**TASK GOAL**
Go through the data below and gather each line containing "bool".

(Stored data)
━━━━

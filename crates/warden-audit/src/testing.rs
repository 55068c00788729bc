// Copyright (c) 2025 Geoffrey Huntley <ghuntley@ghuntley.com>. All rights reserved.
// SPDX-License-Identifier: Proprietary

//! In-memory collaborators for audit tests.

use std::collections::{HashMap, HashSet};

use async_trait::async_trait;
use chrono::{DateTime, Utc};
use parking_lot::Mutex;
use warden_db::{CandidateStore, CandidateUser, DbError, RunScheduleState, RunStateStore};
use warden_identity::{
	AuthenticationProfile, GroupRef, IdentityError, IdentityRecord, IdentityService,
};
use warden_report::{Report, ReportError, ReportSink};
use warden_smtp::SmtpError;

pub fn identity_record(id: i64, email: &str) -> IdentityRecord {
	IdentityRecord {
		id,
		first_name: "Test".to_string(),
		last_name: format!("User{id}"),
		email: email.to_string(),
		access_enabled: true,
		notes: String::new(),
		keywords: String::new(),
		item_list_page_length: 200,
		client: None,
	}
}

pub fn candidate(id: i64, email: &str) -> CandidateUser {
	CandidateUser::new(id, "Test", format!("User{id}"), email)
}

pub struct FakeRunStateStore {
	state: Mutex<Option<RunScheduleState>>,
	fail_writes: Mutex<bool>,
}

impl FakeRunStateStore {
	pub fn with_state(state: RunScheduleState) -> Self {
		Self {
			state: Mutex::new(Some(state)),
			fail_writes: Mutex::new(false),
		}
	}

	pub fn empty() -> Self {
		Self {
			state: Mutex::new(None),
			fail_writes: Mutex::new(false),
		}
	}

	pub fn fail_writes(&self) {
		*self.fail_writes.lock() = true;
	}

	pub fn state(&self) -> Option<RunScheduleState> {
		self.state.lock().clone()
	}

	fn update(
		&self,
		job_id: &str,
		f: impl FnOnce(&mut RunScheduleState),
	) -> warden_db::Result<()> {
		if *self.fail_writes.lock() {
			return Err(DbError::Internal("write refused".to_string()));
		}
		match self.state.lock().as_mut() {
			Some(state) if state.job_id == job_id => {
				f(state);
				Ok(())
			}
			_ => Err(DbError::NotFound(format!("run state {job_id}"))),
		}
	}
}

#[async_trait]
impl RunStateStore for FakeRunStateStore {
	async fn load(&self, job_id: &str) -> warden_db::Result<RunScheduleState> {
		self.state
			.lock()
			.clone()
			.filter(|s| s.job_id == job_id)
			.ok_or_else(|| DbError::NotFound(format!("run state {job_id}")))
	}

	async fn record_check(&self, job_id: &str, at: DateTime<Utc>) -> warden_db::Result<()> {
		self.update(job_id, |s| s.last_check_at = Some(at))
	}

	async fn record_run(&self, job_id: &str, at: DateTime<Utc>) -> warden_db::Result<()> {
		self.update(job_id, |s| s.last_execute_at = Some(at))
	}
}

#[derive(Default)]
pub struct FakeIdentityService {
	records: Mutex<HashMap<i64, IdentityRecord>>,
	profiles: Mutex<HashMap<i64, AuthenticationProfile>>,
	memberships: Mutex<HashMap<i64, Vec<i64>>>,
	groups: Mutex<HashMap<i64, GroupRef>>,
	failing: Mutex<HashSet<i64>>,
	updates: Mutex<usize>,
}

impl FakeIdentityService {
	pub fn put_record(&self, record: IdentityRecord) {
		self.records.lock().insert(record.id, record);
	}

	pub fn put_profile(&self, user_id: i64, profile: AuthenticationProfile) {
		self.profiles.lock().insert(user_id, profile);
	}

	pub fn put_group(&self, id: i64, name: &str) {
		self.groups.lock().insert(
			id,
			GroupRef {
				id,
				name: name.to_string(),
			},
		);
	}

	pub fn put_membership(&self, user_id: i64, group_ids: Vec<i64>) {
		self.memberships.lock().insert(user_id, group_ids);
	}

	/// Every call touching this user fails.
	pub fn fail_user(&self, user_id: i64) {
		self.failing.lock().insert(user_id);
	}

	pub fn record(&self, user_id: i64) -> Option<IdentityRecord> {
		self.records.lock().get(&user_id).cloned()
	}

	pub fn update_count(&self) -> usize {
		*self.updates.lock()
	}

	fn check(&self, user_id: i64) -> warden_identity::Result<()> {
		if self.failing.lock().contains(&user_id) {
			return Err(IdentityError::ApiError {
				status: 500,
				message: format!("upstream failure for user {user_id}"),
			});
		}
		Ok(())
	}
}

#[async_trait]
impl IdentityService for FakeIdentityService {
	async fn read_identity(&self, user_id: i64) -> warden_identity::Result<IdentityRecord> {
		self.check(user_id)?;
		self.record(user_id)
			.ok_or_else(|| IdentityError::NotFound(format!("user {user_id}")))
	}

	async fn update_identity(
		&self,
		user_id: i64,
		record: &IdentityRecord,
	) -> warden_identity::Result<()> {
		self.check(user_id)?;
		self.records.lock().insert(user_id, record.clone());
		*self.updates.lock() += 1;
		Ok(())
	}

	async fn read_authentication_profile(
		&self,
		user_id: i64,
	) -> warden_identity::Result<AuthenticationProfile> {
		self.check(user_id)?;
		self.profiles
			.lock()
			.get(&user_id)
			.cloned()
			.ok_or_else(|| IdentityError::NotFound(format!("login profile {user_id}")))
	}

	async fn read_groups_of(&self, user_id: i64) -> warden_identity::Result<Vec<i64>> {
		self.check(user_id)?;
		Ok(self
			.memberships
			.lock()
			.get(&user_id)
			.cloned()
			.unwrap_or_default())
	}

	async fn read_group(&self, group_id: i64) -> warden_identity::Result<GroupRef> {
		self.groups
			.lock()
			.get(&group_id)
			.cloned()
			.ok_or_else(|| IdentityError::NotFound(format!("group {group_id}")))
	}
}

/// Candidate sets keyed by query. `None` makes the query fail.
#[derive(Default)]
pub struct FakeCandidateStore {
	pub without_groups: Option<Vec<CandidateUser>>,
	pub org: Option<Vec<CandidateUser>>,
	pub non_org: Option<Vec<CandidateUser>>,
	pub item_list: Option<Vec<CandidateUser>>,
	pub outside_client: Option<Vec<CandidateUser>>,
	pub fail_audit_trail: bool,
	pub disabled: Mutex<Vec<i64>>,
}

impl FakeCandidateStore {
	pub fn all_empty() -> Self {
		Self {
			without_groups: Some(Vec::new()),
			org: Some(Vec::new()),
			non_org: Some(Vec::new()),
			item_list: Some(Vec::new()),
			outside_client: Some(Vec::new()),
			..Default::default()
		}
	}

	pub fn disabled(&self) -> Vec<i64> {
		self.disabled.lock().clone()
	}

	fn fetch(set: &Option<Vec<CandidateUser>>, name: &str) -> warden_db::Result<Vec<CandidateUser>> {
		set.clone()
			.ok_or_else(|| DbError::Internal(format!("{name} query failed")))
	}
}

#[async_trait]
impl CandidateStore for FakeCandidateStore {
	async fn users_without_groups(&self) -> warden_db::Result<Vec<CandidateUser>> {
		Self::fetch(&self.without_groups, "users_without_groups")
	}

	async fn org_users(&self) -> warden_db::Result<Vec<CandidateUser>> {
		Self::fetch(&self.org, "org_users")
	}

	async fn non_org_users(&self) -> warden_db::Result<Vec<CandidateUser>> {
		Self::fetch(&self.non_org, "non_org_users")
	}

	async fn item_list_users(&self) -> warden_db::Result<Vec<CandidateUser>> {
		Self::fetch(&self.item_list, "item_list_users")
	}

	async fn org_users_outside_client(
		&self,
		_target_client_id: i64,
	) -> warden_db::Result<Vec<CandidateUser>> {
		Self::fetch(&self.outside_client, "org_users_outside_client")
	}

	async fn record_disabled(&self, user_id: i64) -> warden_db::Result<()> {
		if self.fail_audit_trail {
			return Err(DbError::Internal("audit trail insert failed".to_string()));
		}
		self.disabled.lock().push(user_id);
		Ok(())
	}
}

#[derive(Default)]
pub struct RecordingSink {
	pub fail: bool,
	reports: Mutex<Vec<Report>>,
}

impl RecordingSink {
	pub fn failing() -> Self {
		Self {
			fail: true,
			..Default::default()
		}
	}

	pub fn reports(&self) -> Vec<Report> {
		self.reports.lock().clone()
	}
}

#[async_trait]
impl ReportSink for RecordingSink {
	async fn deliver(&self, report: &Report) -> Result<(), ReportError> {
		self.reports.lock().push(report.clone());
		if self.fail {
			return Err(SmtpError::Connection("relay unreachable".to_string()).into());
		}
		Ok(())
	}
}
// Copyright (c) 2025 Geoffrey Huntley <ghuntley@ghuntley.com>. All rights reserved.
// SPDX-License-Identifier: Proprietary

//! Build information for `warden version`.

#[derive(Debug, Clone, Copy)]
pub struct BuildInfo {
	pub version: &'static str,
	pub git_sha: &'static str,
	pub platform_os: &'static str,
	pub platform_arch: &'static str,
}

impl BuildInfo {
	pub const fn current() -> Self {
		Self {
			version: env!("CARGO_PKG_VERSION"),
			git_sha: match option_env!("WARDEN_GIT_SHA") {
				Some(sha) => sha,
				None => "unknown",
			},
			platform_os: std::env::consts::OS,
			platform_arch: std::env::consts::ARCH,
		}
	}
}

pub fn format_version_info() -> String {
	let info = BuildInfo::current();
	format!(
		"warden version: {}\n\
		 Git SHA:        {}\n\
		 Platform:       {}-{}",
		info.version, info.git_sha, info.platform_os, info.platform_arch,
	)
}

━━━━

**REPLY TO THE TASK**
	fail_writes: Mutex<bool>,
	pub fail_audit_trail: bool,
	pub fail: bool,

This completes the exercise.